Suddenly the circle came together for me. We were as a civilisation making one big mistake, a mistake that was understandable because we had been raised to make it. We had been culturally indoctrinated to believe it to be not a mistake at all , but rather a normal and healthy habit. But this mistake was killing us as individuals just as it was destroying our land and our forests and our rivers. We were eating dead animals and it wasn't working. If those animals had set out to take their revenge on us, they couldn't have done a better job.

And I became, right then and there, something I nver dreamed I'd become : a vegetarian. At first I had trouble announcing the fact to others, because I honestly wasn't acquainted with any admitted vegetarians and I feared ridicule. I knew many members of Congress who were gay, some of them openly so, but I didn't know any who were vegetarian.
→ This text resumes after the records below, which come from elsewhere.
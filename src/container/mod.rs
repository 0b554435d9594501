//! A block-grid particle container that computes the Voronoi cell of each
//! particle by cutting a box with the bisecting planes of its neighbors.
//!
//! Particles may carry a radius. When any radius is non-zero the cells are
//! those of the radical (Laguerre) tessellation: the plane between two
//! particles is shifted towards the smaller one so that both have equal power
//! distance on it.

mod search;

pub use search::SearchConfig;

use std::io::{BufRead, Write};

use tracing::{debug, error};

use crate::cell::{Cell, CellConfig, NeighborCell, Provenance, VoronoiCell};
use crate::error::ContainerError;
use crate::math::{Point3, Vector3};

/// A particle stored in a container.
#[derive(Debug, Clone, Copy, PartialEq)]
pub struct Particle {
    /// Caller-chosen identifier, reported as the neighbor id of the faces
    /// this particle generates.
    pub id: i32,
    /// Position inside the container domain.
    pub position: Point3,
    /// Weight of the radical tessellation; zero for plain Voronoi cells.
    pub radius: f64,
}

/// Rectangular domain split into a grid of blocks, each holding the particles
/// inside it.
#[derive(Debug, Clone)]
pub struct Container {
    min: Point3,
    max: Point3,
    grid: [usize; 3],
    periodic: [bool; 3],
    block_size: Vector3,
    blocks: Vec<Vec<Particle>>,
    max_radius: f64,
    cell_config: CellConfig,
    search: SearchConfig,
}

impl Container {
    /// Creates an empty container over `[min, max]` with `grid` blocks along
    /// each axis. Axes flagged in `periodic` wrap around.
    ///
    /// # Errors
    ///
    /// Returns [`ContainerError::InvalidGeometry`] if the domain is empty or
    /// not finite, or a grid dimension is zero.
    pub fn new(
        min: Point3,
        max: Point3,
        grid: [usize; 3],
        periodic: [bool; 3],
    ) -> Result<Self, ContainerError> {
        for axis in 0..3 {
            if !(min[axis].is_finite() && max[axis].is_finite() && min[axis] < max[axis]) {
                return Err(ContainerError::InvalidGeometry(format!(
                    "axis {axis} range [{}, {}] is empty or not finite",
                    min[axis], max[axis]
                )));
            }
            if grid[axis] == 0 {
                return Err(ContainerError::InvalidGeometry(format!(
                    "axis {axis} has no blocks"
                )));
            }
        }
        #[allow(clippy::cast_precision_loss)]
        let block_size = (max - min).component_div(&Vector3::new(
            grid[0] as f64,
            grid[1] as f64,
            grid[2] as f64,
        ));
        Ok(Self {
            min,
            max,
            grid,
            periodic,
            block_size,
            blocks: vec![Vec::new(); grid[0] * grid[1] * grid[2]],
            max_radius: 0.0,
            cell_config: CellConfig::default(),
            search: SearchConfig::default(),
        })
    }

    /// Sets the parameters of the cells computed by this container.
    #[must_use]
    pub fn with_cell_config(mut self, config: CellConfig) -> Self {
        self.cell_config = config;
        self
    }

    /// Sets the neighbor search parameters.
    #[must_use]
    pub fn with_search_config(mut self, search: SearchConfig) -> Self {
        self.search = search;
        self
    }

    /// Lower corner of the domain.
    #[must_use]
    pub fn min(&self) -> Point3 {
        self.min
    }

    /// Upper corner of the domain.
    #[must_use]
    pub fn max(&self) -> Point3 {
        self.max
    }

    /// Volume of the domain.
    #[must_use]
    pub fn domain_volume(&self) -> f64 {
        (self.max - self.min).product()
    }

    /// Largest particle radius stored so far.
    #[must_use]
    pub fn max_radius(&self) -> f64 {
        self.max_radius
    }

    /// Number of stored particles.
    #[must_use]
    pub fn len(&self) -> usize {
        self.blocks.iter().map(Vec::len).sum()
    }

    /// Whether the container holds no particles.
    #[must_use]
    pub fn is_empty(&self) -> bool {
        self.blocks.iter().all(Vec::is_empty)
    }

    /// All particles, block by block.
    pub fn particles(&self) -> impl Iterator<Item = &Particle> + '_ {
        self.blocks.iter().flatten()
    }

    /// Inserts a particle with zero radius. Coordinates along periodic axes
    /// are wrapped into the domain.
    ///
    /// # Errors
    ///
    /// Returns [`ContainerError::OutOfBounds`] if the position lies outside
    /// the domain along a non-periodic axis or is not finite.
    pub fn put(&mut self, id: i32, position: Point3) -> Result<(), ContainerError> {
        self.put_with_radius(id, position, 0.0)
    }

    /// Inserts a particle carrying a radical-tessellation radius.
    ///
    /// # Errors
    ///
    /// Returns [`ContainerError::InvalidRadius`] for a negative or non-finite
    /// radius, and the errors of [`put`](Self::put).
    pub fn put_with_radius(
        &mut self,
        id: i32,
        position: Point3,
        radius: f64,
    ) -> Result<(), ContainerError> {
        if !(radius.is_finite() && radius >= 0.0) {
            return Err(ContainerError::InvalidRadius { id, radius });
        }
        let out_of_bounds = || ContainerError::OutOfBounds {
            id,
            x: position.x,
            y: position.y,
            z: position.z,
        };
        let mut wrapped = position;
        for axis in 0..3 {
            let (lo, hi) = (self.min[axis], self.max[axis]);
            let mut x = position[axis];
            if !x.is_finite() {
                return Err(out_of_bounds());
            }
            if self.periodic[axis] {
                x = lo + (x - lo).rem_euclid(hi - lo);
            } else if x < lo || x > hi {
                return Err(out_of_bounds());
            }
            wrapped[axis] = x;
        }
        let index = self.block_index(self.block_of(&wrapped));
        self.blocks[index].push(Particle {
            id,
            position: wrapped,
            radius,
        });
        self.max_radius = self.max_radius.max(radius);
        Ok(())
    }

    /// Reads whitespace-separated `id x y z` or `id x y z r` lines, skipping
    /// blank lines and lines starting with `#`. Returns the number of
    /// particles inserted.
    ///
    /// # Errors
    ///
    /// Returns [`ContainerError::Parse`] for a malformed line, and the errors
    /// of [`put`](Self::put) and the reader.
    pub fn import<R: BufRead>(&mut self, reader: R) -> Result<usize, ContainerError> {
        let mut count = 0;
        for (number, line) in reader.lines().enumerate() {
            let line = line?;
            let line = line.trim();
            if line.is_empty() || line.starts_with('#') {
                continue;
            }
            let parse_error = |message: String| ContainerError::Parse {
                line: number + 1,
                message,
            };
            let fields: Vec<&str> = line.split_whitespace().collect();
            let (id, coords_text, radius_text) = match fields[..] {
                [id, x, y, z] => (id, [x, y, z], None),
                [id, x, y, z, r] => (id, [x, y, z], Some(r)),
                _ => {
                    return Err(parse_error(format!(
                        "expected 4 or 5 fields, found {}",
                        fields.len()
                    )))
                }
            };
            let id: i32 = id
                .parse()
                .map_err(|e| parse_error(format!("particle id {id:?}: {e}")))?;
            let mut coords = [0.0; 3];
            for (value, text) in coords.iter_mut().zip(coords_text) {
                *value = text
                    .parse()
                    .map_err(|e| parse_error(format!("coordinate {text:?}: {e}")))?;
            }
            let radius = match radius_text {
                Some(text) => text
                    .parse()
                    .map_err(|e| parse_error(format!("radius {text:?}: {e}")))?,
                None => 0.0,
            };
            self.put_with_radius(id, Point3::from(coords), radius)?;
            count += 1;
        }
        debug!(count, "imported particles");
        Ok(count)
    }

    /// Writes every particle as an `id x y z` line, with the radius appended
    /// when any particle has one.
    ///
    /// # Errors
    ///
    /// Propagates I/O errors from the writer.
    pub fn write_particles<W: Write>(&self, w: &mut W) -> Result<(), ContainerError> {
        for p in self.particles() {
            write!(w, "{} {} {} {}", p.id, p.position.x, p.position.y, p.position.z)?;
            if self.is_radical() {
                write!(w, " {}", p.radius)?;
            }
            writeln!(w)?;
        }
        Ok(())
    }

    /// Writes every particle as a POV-Ray sphere preceded by a `// id <id>`
    /// comment. The sphere radius is the particle's own radius, or the POV-Ray
    /// variable `r` when no particle has one.
    ///
    /// # Errors
    ///
    /// Propagates I/O errors from the writer.
    pub fn write_particles_pov<W: Write>(&self, w: &mut W) -> Result<(), ContainerError> {
        for p in self.particles() {
            let (x, y, z) = (p.position.x, p.position.y, p.position.z);
            writeln!(w, "// id {}", p.id)?;
            if self.is_radical() {
                writeln!(w, "sphere{{<{x},{y},{z}>,{}}}", p.radius)?;
            } else {
                writeln!(w, "sphere{{<{x},{y},{z}>,r}}")?;
            }
        }
        Ok(())
    }

    /// Writes the outline of the domain box in gnuplot format, one closed
    /// loop per side.
    ///
    /// # Errors
    ///
    /// Propagates I/O errors from the writer.
    pub fn write_domain_gnuplot<W: Write>(&self, w: &mut W) -> Result<(), ContainerError> {
        self.domain_cell()?.write_gnuplot(w, &Point3::origin())?;
        Ok(())
    }

    /// Writes the domain box as POV-Ray spheres at its corners and cylinders
    /// along its edges.
    ///
    /// # Errors
    ///
    /// Propagates I/O errors from the writer.
    pub fn write_domain_pov<W: Write>(&self, w: &mut W) -> Result<(), ContainerError> {
        self.domain_cell()?.write_pov(w, &Point3::origin())?;
        Ok(())
    }

    /// Computes the volume of every particle's cell, as `(id, volume)` pairs.
    ///
    /// # Errors
    ///
    /// Returns [`ContainerError::Cell`] for the first particle whose cell
    /// could not be computed.
    pub fn cell_volumes(&self) -> Result<Vec<(i32, f64)>, ContainerError> {
        let mut cell = VoronoiCell::with_config(self.cell_config);
        self.particles()
            .map(|p| {
                self.cell_for(&mut cell, p)?;
                Ok((p.id, cell.volume()))
            })
            .collect()
    }

    /// Computes the cell volumes on the rayon thread pool, one cell per
    /// worker task.
    ///
    /// # Errors
    ///
    /// See [`cell_volumes`](Self::cell_volumes).
    #[cfg(feature = "rayon")]
    pub fn par_cell_volumes(&self) -> Result<Vec<(i32, f64)>, ContainerError> {
        use rayon::iter::{IntoParallelRefIterator as _, ParallelIterator as _};

        let particles: Vec<&Particle> = self.particles().collect();
        particles
            .par_iter()
            .map_init(
                || VoronoiCell::with_config(self.cell_config),
                |cell, p| {
                    self.cell_for(cell, p)?;
                    Ok((p.id, cell.volume()))
                },
            )
            .collect()
    }

    /// Sum of all cell volumes. Equals the domain volume when every cell is
    /// computed correctly.
    ///
    /// # Errors
    ///
    /// See [`cell_volumes`](Self::cell_volumes).
    pub fn sum_cell_volumes(&self) -> Result<f64, ContainerError> {
        Ok(self.cell_volumes()?.iter().map(|&(_, v)| v).sum())
    }

    /// Writes every cell in gnuplot format, positioned at its particle.
    ///
    /// # Errors
    ///
    /// Returns [`ContainerError::Cell`] for a failed cell and propagates I/O
    /// errors.
    pub fn write_cells_gnuplot<W: Write>(&self, w: &mut W) -> Result<(), ContainerError> {
        let mut cell = VoronoiCell::with_config(self.cell_config);
        for p in self.particles() {
            self.cell_for(&mut cell, p)?;
            cell.write_gnuplot(w, &p.position)?;
        }
        Ok(())
    }

    /// Writes every cell as POV-Ray spheres and cylinders, each preceded by a
    /// `// cell <id>` comment.
    ///
    /// # Errors
    ///
    /// Returns [`ContainerError::Cell`] for a failed cell and propagates I/O
    /// errors.
    pub fn write_cells_pov<W: Write>(&self, w: &mut W) -> Result<(), ContainerError> {
        let mut cell = VoronoiCell::with_config(self.cell_config);
        for p in self.particles() {
            self.cell_for(&mut cell, p)?;
            writeln!(w, "// cell {}", p.id)?;
            cell.write_pov(w, &p.position)?;
        }
        Ok(())
    }

    /// Writes one line per particle: its id followed by the ids of the
    /// particles (or negative walls) sharing a face with its cell.
    ///
    /// # Errors
    ///
    /// Returns [`ContainerError::Cell`] for a failed cell and propagates I/O
    /// errors.
    pub fn write_neighbors<W: Write>(&self, w: &mut W) -> Result<(), ContainerError> {
        let mut cell = NeighborCell::with_config(self.cell_config);
        for p in self.particles() {
            self.cell_for(&mut cell, p)?;
            write!(w, "{} ", p.id)?;
            cell.write_neighbors(w)?;
        }
        Ok(())
    }

    fn is_radical(&self) -> bool {
        self.max_radius > 0.0
    }

    fn domain_cell(&self) -> Result<VoronoiCell, ContainerError> {
        let mut cell = VoronoiCell::new();
        let (lo, hi) = (self.min, self.max);
        cell.init_box(lo.x, hi.x, lo.y, hi.y, lo.z, hi.z)
            .map_err(|e| ContainerError::InvalidGeometry(e.to_string()))?;
        Ok(cell)
    }

    fn cell_for<P: Provenance>(&self, cell: &mut Cell<P>, p: &Particle) -> Result<(), ContainerError> {
        self.compute_cell(cell, p).map_err(|source| {
            error!(id = p.id, %source, "cell computation failed");
            ContainerError::Cell { id: p.id, source }
        })
    }

    fn block_index(&self, [i, j, k]: [usize; 3]) -> usize {
        i + self.grid[0] * (j + self.grid[1] * k)
    }

    fn block_of(&self, position: &Point3) -> [usize; 3] {
        let mut block = [0; 3];
        for (axis, b) in block.iter_mut().enumerate() {
            #[allow(clippy::cast_possible_truncation, clippy::cast_sign_loss)]
            let index = ((position[axis] - self.min[axis]) / self.block_size[axis])
                .floor()
                .max(0.0) as usize;
            *b = index.min(self.grid[axis] - 1);
        }
        block
    }
}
I did know one aging hippie woman from Montana who was vegetarian, but her name was Atlantis. Most folks back home in Montana would rather be caught riding someone else's horse than be accused of vegetarianism. I had always been more or less a macho kind of guy, and vegetarian just wasn't how I saw myself.

Within a year of eating no meat, my health problems all started to go away. Not only did I feel better physically, but I felt better knowing that there was one answer to many of the different ills afflicting both ourselves and our environment.

Everything revolved around the fork'.

To me, this says it all. Everyone should read this book!